To retrieve the dataset, use the following code:
```
from datasets import load_dataset

squad = load_dataset("squad")
squad['train'] = squad['train'].select(range(30000))
squad['test'] = squad['validation']
squad['validation'] = squad['validation'].select(range(2000))
```

The dataset used after preprocessing is listed below:  

- Train Dataset({   
      features: ['id', 'title', 'context', 'question', 'answers'],   
      num_rows: 8207   
  })   

- Validation dataset({   
      features: ['id', 'title', 'context', 'question', 'answers'],   
      num_rows: 637   
  })   
   
#### Preprocessing

All samples with **more than 512 tokens have been removed**.  
This was necessary due to the maximum input token limit accepted by the RoBERTa-base model.

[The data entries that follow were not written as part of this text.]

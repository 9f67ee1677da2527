mod common;
mod image;
mod ops;

pub mod prelude;

pub use prelude::*;
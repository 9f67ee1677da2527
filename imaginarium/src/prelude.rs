// Color formats
pub use crate::common::{ColorFormat, luma};

// Error handling
pub use crate::common::{Error, Result};

// Image types
pub use crate::image::{FilterMode, Image, ImageDesc, SUPPORTED_EXTENSIONS};

// Operations
pub use crate::ops::{ColorMirage, Composite, GrayMirage, Mirage, MirageMode, flatten_over};
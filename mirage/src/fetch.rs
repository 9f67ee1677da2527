use std::path::PathBuf;
use std::time::Duration;

use async_trait::async_trait;
use bytes::{Bytes, BytesMut};
use futures::StreamExt;
use tracing::debug;

use crate::error::FetchError;

/// Total time allowed for one download.
pub const DOWNLOAD_TIMEOUT: Duration = Duration::from_secs(30);

/// Resolves an attachment location into raw bytes, refusing anything over `max_bytes`.
#[async_trait]
pub trait ImageFetcher: Send + Sync {
    async fn fetch(&self, url: &str, max_bytes: u64) -> Result<Bytes, FetchError>;
}

/// Downloads over HTTP(S).
#[derive(Debug, Clone)]
pub struct HttpFetcher {
    client: reqwest::Client,
}

impl HttpFetcher {
    pub fn new(timeout: Duration) -> Result<Self, FetchError> {
        let client = reqwest::Client::builder().timeout(timeout).build()?;
        Ok(Self { client })
    }
}

#[async_trait]
impl ImageFetcher for HttpFetcher {
    async fn fetch(&self, url: &str, max_bytes: u64) -> Result<Bytes, FetchError> {
        let response = self.client.get(url).send().await.map_err(map_request_error)?;

        let status = response.status();
        if status != reqwest::StatusCode::OK {
            return Err(FetchError::Status(status.as_u16()));
        }

        if let Some(length) = response.content_length() {
            if length > max_bytes {
                return Err(FetchError::TooLarge { limit: max_bytes });
            }
        }

        let mut body = BytesMut::new();
        let mut stream = response.bytes_stream();
        while let Some(chunk) = stream.next().await {
            let chunk = chunk.map_err(map_request_error)?;
            if (body.len() + chunk.len()) as u64 > max_bytes {
                return Err(FetchError::TooLarge { limit: max_bytes });
            }
            body.extend_from_slice(&chunk);
        }

        debug!(url, bytes = body.len(), "downloaded");
        Ok(body.freeze())
    }
}

fn map_request_error(err: reqwest::Error) -> FetchError {
    if err.is_timeout() {
        FetchError::Timeout
    } else {
        FetchError::Request(err)
    }
}

/// Reads local files given as `file://` URLs or plain paths.
#[derive(Debug, Clone, Copy, Default)]
pub struct FileFetcher;

impl FileFetcher {
    fn path_of(url: &str) -> Result<PathBuf, FetchError> {
        let path = url.strip_prefix("file://").unwrap_or(url);
        if path.is_empty() || path.contains("://") {
            return Err(FetchError::UnsupportedUrl(url.to_string()));
        }
        Ok(PathBuf::from(path))
    }
}

#[async_trait]
impl ImageFetcher for FileFetcher {
    async fn fetch(&self, url: &str, max_bytes: u64) -> Result<Bytes, FetchError> {
        let path = Self::path_of(url)?;
        let io_error = |source| FetchError::Io {
            path: path.clone(),
            source,
        };

        let metadata = tokio::fs::metadata(&path).await.map_err(io_error)?;
        if metadata.len() > max_bytes {
            return Err(FetchError::TooLarge { limit: max_bytes });
        }

        let bytes = tokio::fs::read(&path).await.map_err(io_error)?;
        if bytes.len() as u64 > max_bytes {
            return Err(FetchError::TooLarge { limit: max_bytes });
        }

        Ok(Bytes::from(bytes))
    }
}

/// Sends `http(s)://` locations to [`HttpFetcher`].
///
/// Local files are read only when built with [`RoutingFetcher::with_local_files`],
/// which is meant for the console host. Platform adapters keep the default so
/// that user-supplied locations never reach the local filesystem.
#[derive(Debug, Clone)]
pub struct RoutingFetcher {
    http: HttpFetcher,
    file: Option<FileFetcher>,
}

impl RoutingFetcher {
    pub fn new(timeout: Duration) -> Result<Self, FetchError> {
        Ok(Self {
            http: HttpFetcher::new(timeout)?,
            file: None,
        })
    }

    /// Also accepts `file://` URLs and plain paths.
    pub fn with_local_files(timeout: Duration) -> Result<Self, FetchError> {
        Ok(Self {
            http: HttpFetcher::new(timeout)?,
            file: Some(FileFetcher),
        })
    }
}

fn is_http(url: &str) -> bool {
    let lower = url.trim_start().to_ascii_lowercase();
    lower.starts_with("http://") || lower.starts_with("https://")
}

#[async_trait]
impl ImageFetcher for RoutingFetcher {
    async fn fetch(&self, url: &str, max_bytes: u64) -> Result<Bytes, FetchError> {
        if is_http(url) {
            return self.http.fetch(url, max_bytes).await;
        }
        match &self.file {
            Some(file) => file.fetch(url, max_bytes).await,
            None => Err(FetchError::UnsupportedUrl(url.to_string())),
        }
    }
}

#[cfg(test)]
mod tests {
    use tokio::io::{AsyncReadExt, AsyncWriteExt};
    use tokio::net::TcpListener;

    use super::*;

    /// Serves one connection with a canned response and returns the URL to fetch.
    async fn serve_once(response: Vec<u8>) -> String {
        let listener = TcpListener::bind("127.0.0.1:0").await.unwrap();
        let addr = listener.local_addr().unwrap();

        tokio::spawn(async move {
            let (mut socket, _) = listener.accept().await.unwrap();
            let mut request = Vec::new();
            let mut buf = [0u8; 1024];
            while !request.windows(4).any(|w| w == b"\r\n\r\n") {
                match socket.read(&mut buf).await {
                    Ok(0) | Err(_) => return,
                    Ok(n) => request.extend_from_slice(&buf[..n]),
                }
            }
            // the client may hang up early once it hits the limit
            let _ = socket.write_all(&response).await;
            let _ = socket.shutdown().await;
        });

        format!("http://{addr}/image.png")
    }

    fn http_fetcher(timeout: Duration) -> HttpFetcher {
        let client = reqwest::Client::builder()
            .no_proxy()
            .timeout(timeout)
            .build()
            .unwrap();
        HttpFetcher { client }
    }

    fn response(status: &str, headers: &str, body: &[u8]) -> Vec<u8> {
        let mut bytes =
            format!("HTTP/1.1 {status}\r\n{headers}Connection: close\r\n\r\n").into_bytes();
        bytes.extend_from_slice(body);
        bytes
    }

    fn chunked_body(chunk_len: usize, chunks: usize) -> Vec<u8> {
        let mut body = Vec::new();
        for _ in 0..chunks {
            body.extend_from_slice(format!("{chunk_len:x}\r\n").as_bytes());
            body.extend_from_slice(&vec![7u8; chunk_len]);
            body.extend_from_slice(b"\r\n");
        }
        body.extend_from_slice(b"0\r\n\r\n");
        body
    }

    #[tokio::test]
    async fn http_fetcher_downloads_body_under_limit() {
        let url = serve_once(response("200 OK", "Content-Length: 5\r\n", b"hello")).await;

        let bytes = http_fetcher(DOWNLOAD_TIMEOUT).fetch(&url, 10).await.unwrap();
        assert_eq!(&bytes[..], b"hello");
    }

    #[tokio::test]
    async fn http_fetcher_rejects_declared_length_over_limit() {
        let body = vec![0u8; 4096];
        let url = serve_once(response("200 OK", "Content-Length: 4096\r\n", &body)).await;

        let result = http_fetcher(DOWNLOAD_TIMEOUT).fetch(&url, 1024).await;
        assert!(matches!(result, Err(FetchError::TooLarge { limit: 1024 })));
    }

    #[tokio::test]
    async fn http_fetcher_stops_streamed_body_over_limit() {
        let url = serve_once(response(
            "200 OK",
            "Transfer-Encoding: chunked\r\n",
            &chunked_body(1024, 4),
        ))
        .await;

        let result = http_fetcher(DOWNLOAD_TIMEOUT).fetch(&url, 1024 + 512).await;
        assert!(matches!(result, Err(FetchError::TooLarge { limit: 1536 })));
    }

    #[tokio::test]
    async fn http_fetcher_rejects_non_ok_status() {
        let url = serve_once(response("404 Not Found", "Content-Length: 0\r\n", b"")).await;

        let result = http_fetcher(DOWNLOAD_TIMEOUT).fetch(&url, 1024).await;
        assert!(matches!(result, Err(FetchError::Status(404))));
    }

    #[tokio::test]
    async fn http_fetcher_maps_timeout() {
        let listener = TcpListener::bind("127.0.0.1:0").await.unwrap();
        let url = format!("http://{}/slow.png", listener.local_addr().unwrap());
        let server = tokio::spawn(async move {
            let (socket, _) = listener.accept().await.unwrap();
            tokio::time::sleep(Duration::from_secs(5)).await;
            drop(socket);
        });

        let result = http_fetcher(Duration::from_millis(200)).fetch(&url, 1024).await;
        assert!(matches!(result, Err(FetchError::Timeout)));
        server.abort();
    }

    #[tokio::test]
    async fn routing_fetcher_reads_local_files_only_when_enabled() {
        let dir = tempfile::tempdir().unwrap();
        let path = dir.path().join("front.png");
        std::fs::write(&path, b"12345").unwrap();
        let location = path.to_str().unwrap();

        let remote_only = RoutingFetcher::new(DOWNLOAD_TIMEOUT).unwrap();
        let result = remote_only.fetch(location, 10).await;
        assert!(matches!(result, Err(FetchError::UnsupportedUrl(_))));

        let console = RoutingFetcher::with_local_files(DOWNLOAD_TIMEOUT).unwrap();
        assert_eq!(&console.fetch(location, 10).await.unwrap()[..], b"12345");
    }

    #[tokio::test]
    async fn file_fetcher_reads_plain_paths_and_file_urls() {
        let dir = tempfile::tempdir().unwrap();
        let path = dir.path().join("front.png");
        std::fs::write(&path, b"12345").unwrap();

        let bytes = FileFetcher.fetch(path.to_str().unwrap(), 10).await.unwrap();
        assert_eq!(&bytes[..], b"12345");

        let url = format!("file://{}", path.display());
        let bytes = FileFetcher.fetch(&url, 10).await.unwrap();
        assert_eq!(bytes.len(), 5);
    }

    #[tokio::test]
    async fn file_fetcher_enforces_limit() {
        let dir = tempfile::tempdir().unwrap();
        let path = dir.path().join("big.png");
        std::fs::write(&path, vec![0u8; 64]).unwrap();

        let result = FileFetcher.fetch(path.to_str().unwrap(), 63).await;
        assert!(matches!(result, Err(FetchError::TooLarge { limit: 63 })));
    }

    #[tokio::test]
    async fn file_fetcher_reports_missing_file() {
        let result = FileFetcher.fetch("/definitely/not/here.png", 10).await;
        assert!(matches!(result, Err(FetchError::Io { .. })));
    }

    #[tokio::test]
    async fn file_fetcher_rejects_other_schemes() {
        let result = FileFetcher.fetch("ftp://host/a.png", 10).await;
        assert!(matches!(result, Err(FetchError::UnsupportedUrl(_))));
    }

    #[test]
    fn routes_by_scheme() {
        assert!(is_http("https://example.com/a.png"));
        assert!(is_http("HTTP://example.com/a.png"));
        assert!(!is_http("file:///tmp/a.png"));
        assert!(!is_http("/tmp/a.png"));
    }
}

#### Training Hyperparameters

- **Training regime:** fp32
- **base_model_name_or_path:** roberta-base
- **max_tokens_length:** 512
- **training_arguments:** TrainingArguments(
    output_dir=results_dir,
    num_train_epochs=5,
    per_device_train_batch_size=8,
    per_device_eval_batch_size=8,
    gradient_accumulation_steps=1,
    learning_rate=0.00001,
    lr_scheduler_type="linear",
    optim="adamw_torch",
    eval_accumulation_steps=1,
    evaluation_strategy="steps",
    eval_steps=0.2,
    save_strategy="steps",
    save_steps=0.2,
    logging_strategy="steps",
    logging_steps=1,
    report_to="tensorboard",
    do_train=True,
    do_eval=True,
    max_grad_norm=0.3,
    warmup_ratio=0.03,
    #group_by_length=True,
    dataloader_drop_last=False,
    fp16=False,
    bf16=False
)


### Testing Data & Evaluation Metrics

#### Testing Data
To retrieve the dataset, use the following code:
```
from datasets import load_dataset

squad = load_dataset("squad")
squad['test'] = squad['validation'] 
```  

Test Dataset({   
    features: ['id', 'title', 'context', 'question', 'answers'],   
    num_rows: 10570   
})

#### Metrics

To evaluate model has been used the standard metric for squad:  
```
import evaluate
metric_eval = evaluate.load("squad_v2")
```

### Results

{'exact-match': 66.00660066006601,  
'f1': 78.28040573606134,  
'total': 909,  
'HasAns_exact': 66.00660066006601,  
'HasAns_f1': 78.28040573606134,  
'HasAns_total': 909,   
'best_exact': 66.00660066006601,   
'best_exact_thresh': 0.0,  
'best_f1': 78.28040573606134,   
'best_f1_thresh': 0.0}